- EXERCISE DETAILS
Please transcribe every record below exactly as it appears.

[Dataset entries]

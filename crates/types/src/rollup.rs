use crate::{Hash32, HashPath, JoinSplitProof};

/// The witness handed to the proof generator: everything it needs to build
/// a single aggregated rollup proof out of a batch of join-split proofs.
/// Immutable once built; world-state mutation happens only later, when the
/// block this rollup produces is confirmed on chain.
#[derive(Debug, Clone)]
pub struct Rollup {
    pub rollup_id: u64,
    pub rollup_size: usize,
    pub data_start_index: u64,
    pub txs: Vec<JoinSplitProof>,

    pub rollup_root: Hash32,
    pub old_data_root: Hash32,
    pub new_data_root: Hash32,
    pub old_data_path: HashPath,
    pub new_data_path: HashPath,

    pub old_null_root: Hash32,
    pub new_null_roots: Vec<Hash32>,
    pub old_null_paths: Vec<HashPath>,
    pub new_null_paths: Vec<HashPath>,

    pub old_root_root: Hash32,
    pub old_root_paths: Vec<HashPath>,
}

impl Rollup {
    pub fn flattened_viewing_keys(&self) -> Vec<u8> {
        let mut out = Vec::new();
        for tx in &self.txs {
            out.extend_from_slice(&tx.viewing_key1);
            out.extend_from_slice(&tx.viewing_key2);
        }
        out
    }
}
use serde::{Deserialize, Serialize};

/// Per-asset gas costs and pricing knobs, one entry per supported asset.
#[derive(Debug, Clone, Serialize, Deserialize)]
pub struct AssetFeeConfig {
    pub asset_id: u32,
    pub decimals: u8,
    pub base_tx_gas: u64,
    pub max_fee_gas_price: u128,
    /// Scaled by 100 to preserve two fractional digits, e.g. 150 == 1.5x.
    pub fee_gas_price_multiplier_pct: u128,
    /// Extra gas per `TxType::ORDERED` index, on top of `base_tx_gas`.
    pub gas_constants: [u64; 7],
}

#[derive(Debug, Clone, Serialize, Deserialize)]
pub struct FeeCalculatorConfig {
    pub assets: Vec<AssetFeeConfig>,
    pub fee_free_assets: Vec<u32>,
    pub txs_per_rollup: u32,
    pub publish_interval_secs: u64,
    /// Priority tiers, 1.0 (no surplus required) down to 0.0 (maximum
    /// surplus required), highest priority first.
    pub surplus_ratios: Vec<f64>,
}

impl Default for FeeCalculatorConfig {
    fn default() -> Self {
        Self {
            assets: Vec::new(),
            fee_free_assets: Vec::new(),
            txs_per_rollup: 32,
            publish_interval_secs: 3600,
            surplus_ratios: vec![1.0, 0.9, 0.5, 0.0],
        }
    }
}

- SOLUTION FOR THIS EXERCISE
filename crates/types/src/rollup.rs
use crate::{Hash32, HashPath, JoinSplitProof};

/// The witness handed to the proof generator: everything it needs to build
/// a single aggregated rollup proof out of a batch of join-split proofs.
/// Immutable once built; world-state mutation happens only later, when the
/// block this rollup produces is confirmed on chain.
#[derive(Debug, Clone)]
pub struct Rollup {
    pub rollup_id: u64,
    pub rollup_size: usize,
    pub data_start_index: u64,
    pub txs: Vec<JoinSplitProof>,

    pub rollup_root: Hash32,
    pub old_data_root: Hash32,
    pub new_data_root: Hash32,
    pub old_data_path: HashPath,
    pub new_data_path: HashPath,

    pub old_null_root: Hash32,
    pub new_null_roots: Vec<Hash32>,
    pub old_null_paths: Vec<HashPath>,
    pub new_null_paths: Vec<HashPath>,

    pub old_root_root: Hash32,
    pub old_root_paths: Vec<HashPath>,
}

impl Rollup {
    pub fn flattened_viewing_keys(&self) -> Vec<u8> {
        let mut out = Vec::new();
        for tx in &self.txs {
            out.extend_from_slice(&tx.viewing_key1);
            out.extend_from_slice(&tx.viewing_key2);
        }
        out
    }
}
use serde::{Deserialize, Serialize};

/// Per-asset gas costs and pricing knobs, one entry per supported asset.
#[derive(Debug, Clone, Serialize, Deserialize)]
pub struct AssetFeeConfig {
    pub asset_id: u32,
    pub decimals: u8,
    pub base_tx_gas: u64,
    pub max_fee_gas_price: u128,
    /// Scaled by 100 to preserve two fractional digits, e.g. 150 == 1.5x.
    pub fee_gas_price_multiplier_pct: u128,
    /// Extra gas per `TxType::ORDERED` index, on top of `base_tx_gas`.
    pub gas_constants: [u64; 7],
}

#[derive(Debug, Clone, Serialize, Deserialize)]
pub struct FeeCalculatorConfig {
    pub assets: Vec<AssetFeeConfig>,
    pub fee_free_assets: Vec<u32>,
    pub txs_per_rollup: u32,
    pub publish_interval_secs: u64,
    /// Priority tiers, 1.0 (no surplus required) down to 0.0 (maximum
    /// surplus required), highest priority first.
    pub surplus_ratios: Vec<f64>,
}

impl Default for FeeCalculatorConfig {
    fn default() -> Self {
        Self {
            assets: Vec::new(),
            fee_free_assets: Vec::new(),
            txs_per_rollup: 32,
            publish_interval_secs: 3600,
            surplus_ratios: vec![1.0, 0.9, 0.5, 0.0],
        }
    }
}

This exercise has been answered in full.